# [PROMPT]
Among the records below, find each line bearing the word "cloned" and copy it.

Saved entries
Content starts

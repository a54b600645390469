//! Redpanda-backed work queues.
//!
//! Each queue is a single-partition topic. `reset` deletes and recreates
//! the topic. Consumption reads partition 0 in offset order; the delivery
//! tag is the record offset and `ack` advances the committed offset kept in
//! this process. A restarted process starts again from the earliest
//! retained offset of a freshly reset topic.

use async_trait::async_trait;
use chrono::Utc;
use parking_lot::Mutex;
use rskafka::client::{
    partition::{Compression, OffsetAt, PartitionClient, UnknownTopicHandling},
    Client, ClientBuilder, Credentials, SaslConfig,
};
use rskafka::record::Record;
use std::collections::{BTreeMap, HashMap, VecDeque};
use std::sync::Arc;
use tokio::sync::{OnceCell, RwLock};
use tracing::{debug, info, warn};

use ingest_core::{Error, Result};

use crate::config::RedpandaConfig;
use crate::{Delivery, WorkQueue};

/// Creates a TLS configuration for Redpanda Cloud.
fn create_tls_config() -> Arc<rustls::ClientConfig> {
    let root_store =
        rustls::RootCertStore::from_iter(webpki_roots::TLS_SERVER_ROOTS.iter().cloned());

    let config = rustls::ClientConfig::builder()
        .with_root_certificates(root_store)
        .with_no_client_auth();

    Arc::new(config)
}

/// Builds a client, adding TLS and SASL when credentials are configured.
pub(crate) async fn connect(config: &RedpandaConfig) -> Result<Client> {
    let mut builder = ClientBuilder::new(vec![config.broker_string()]);
    if let Some((username, password)) = config.sasl() {
        builder = builder
            .tls_config(create_tls_config())
            .sasl_config(SaslConfig::ScramSha256(Credentials::new(
                username.to_string(),
                password.to_string(),
            )));
    }
    builder
        .build()
        .await
        .map_err(|e| Error::queue(format!("Failed to connect to Redpanda: {e}")))
}

#[derive(Default)]
struct Cursor {
    /// Next offset to fetch; `None` until the first fetch
    next: Option<i64>,
    committed: i64,
    buffered: VecDeque<(i64, String)>,
}

pub struct RedpandaQueue {
    config: RedpandaConfig,
    client: OnceCell<Arc<Client>>,
    partitions: RwLock<BTreeMap<String, Arc<PartitionClient>>>,
    cursors: Mutex<HashMap<String, Cursor>>,
}

impl RedpandaQueue {
    pub fn new(config: RedpandaConfig) -> Self {
        Self {
            config,
            client: OnceCell::new(),
            partitions: RwLock::new(BTreeMap::new()),
            cursors: Mutex::new(HashMap::new()),
        }
    }

    async fn client(&self) -> Result<Arc<Client>> {
        self.client
            .get_or_try_init(|| async { connect(&self.config).await.map(Arc::new) })
            .await
            .cloned()
    }

    async fn partition(&self, queue: &str) -> Result<Arc<PartitionClient>> {
        {
            let partitions = self.partitions.read().await;
            if let Some(client) = partitions.get(queue) {
                return Ok(client.clone());
            }
        }

        let client = self.client().await?;
        let partition = client
            .partition_client(queue.to_string(), 0, UnknownTopicHandling::Retry)
            .await
            .map_err(|e| Error::queue(format!("Failed to get partition client for {queue}: {e}")))?;
        let partition = Arc::new(partition);

        self.partitions
            .write()
            .await
            .insert(queue.to_string(), partition.clone());
        Ok(partition)
    }

    /// Offset up to which `queue` has been acknowledged.
    pub fn committed(&self, queue: &str) -> i64 {
        self.cursors.lock().get(queue).map_or(0, |c| c.committed)
    }

    fn take_buffered(&self, queue: &str) -> Option<(i64, String)> {
        self.cursors.lock().get_mut(queue)?.buffered.pop_front()
    }
}

#[async_trait]
impl WorkQueue for RedpandaQueue {
    async fn reset(&self, queue: &str) -> Result<()> {
        let client = self.client().await?;
        let controller = client
            .controller_client()
            .map_err(|e| Error::queue(format!("Failed to get controller client: {e}")))?;

        if let Err(e) = controller
            .delete_topic(queue.to_string(), self.config.admin_timeout_ms)
            .await
        {
            // Absent on first start.
            debug!(queue = %queue, error = %e, "Queue topic not deleted");
        }

        controller
            .create_topic(
                queue.to_string(),
                1,
                self.config.replication_factor,
                self.config.admin_timeout_ms,
            )
            .await
            .map_err(|e| Error::queue(format!("Failed to create queue {queue}: {e}")))?;

        self.partitions.write().await.remove(queue);
        self.cursors.lock().remove(queue);

        info!(queue = %queue, "Queue reset");
        Ok(())
    }

    async fn publish(&self, queue: &str, id: i64) -> Result<()> {
        let partition = self.partition(queue).await?;
        let record = Record {
            key: None,
            value: Some(id.to_string().into_bytes()),
            headers: BTreeMap::new(),
            timestamp: Utc::now(),
        };

        partition
            .produce(vec![record], Compression::NoCompression)
            .await
            .map_err(|e| Error::queue(format!("Failed to publish to {queue}: {e}")))?;

        debug!(queue = %queue, id, "Published id");
        Ok(())
    }

    async fn consume(&self, queue: &str) -> Result<Delivery> {
        let partition = self.partition(queue).await?;

        loop {
            if let Some((offset, payload)) = self.take_buffered(queue) {
                return Ok(Delivery {
                    queue: queue.to_string(),
                    tag: offset,
                    payload,
                });
            }

            let known = self.cursors.lock().get(queue).and_then(|c| c.next);
            let next = match known {
                Some(offset) => offset,
                None => partition
                    .get_offset(OffsetAt::Earliest)
                    .await
                    .map_err(|e| Error::queue(format!("Failed to get offset for {queue}: {e}")))?,
            };

            let (records, _high_watermark) = partition
                .fetch_records(next, 1..self.config.fetch_max_bytes, self.config.fetch_max_wait_ms)
                .await
                .map_err(|e| Error::queue(format!("Failed to fetch from {queue}: {e}")))?;

            let mut cursors = self.cursors.lock();
            let cursor = cursors.entry(queue.to_string()).or_default();
            let mut advanced = next;
            for record in records {
                if record.offset < next {
                    continue;
                }
                advanced = advanced.max(record.offset + 1);
                match record.record.value.map(String::from_utf8) {
                    Some(Ok(payload)) => cursor.buffered.push_back((record.offset, payload)),
                    _ => warn!(queue = %queue, offset = record.offset, "Skipping non-text message"),
                }
            }
            cursor.next = Some(advanced);
        }
    }

    async fn ack(&self, delivery: &Delivery) -> Result<()> {
        let mut cursors = self.cursors.lock();
        let cursor = cursors.entry(delivery.queue.clone()).or_default();
        cursor.committed = cursor.committed.max(delivery.tag + 1);
        debug!(queue = %delivery.queue, offset = delivery.tag, "Acknowledged");
        Ok(())
    }
}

Content ends

# [RESPONSE]
        rustls::RootCertStore::from_iter(webpki_roots::TLS_SERVER_ROOTS.iter().cloned());
            .cloned()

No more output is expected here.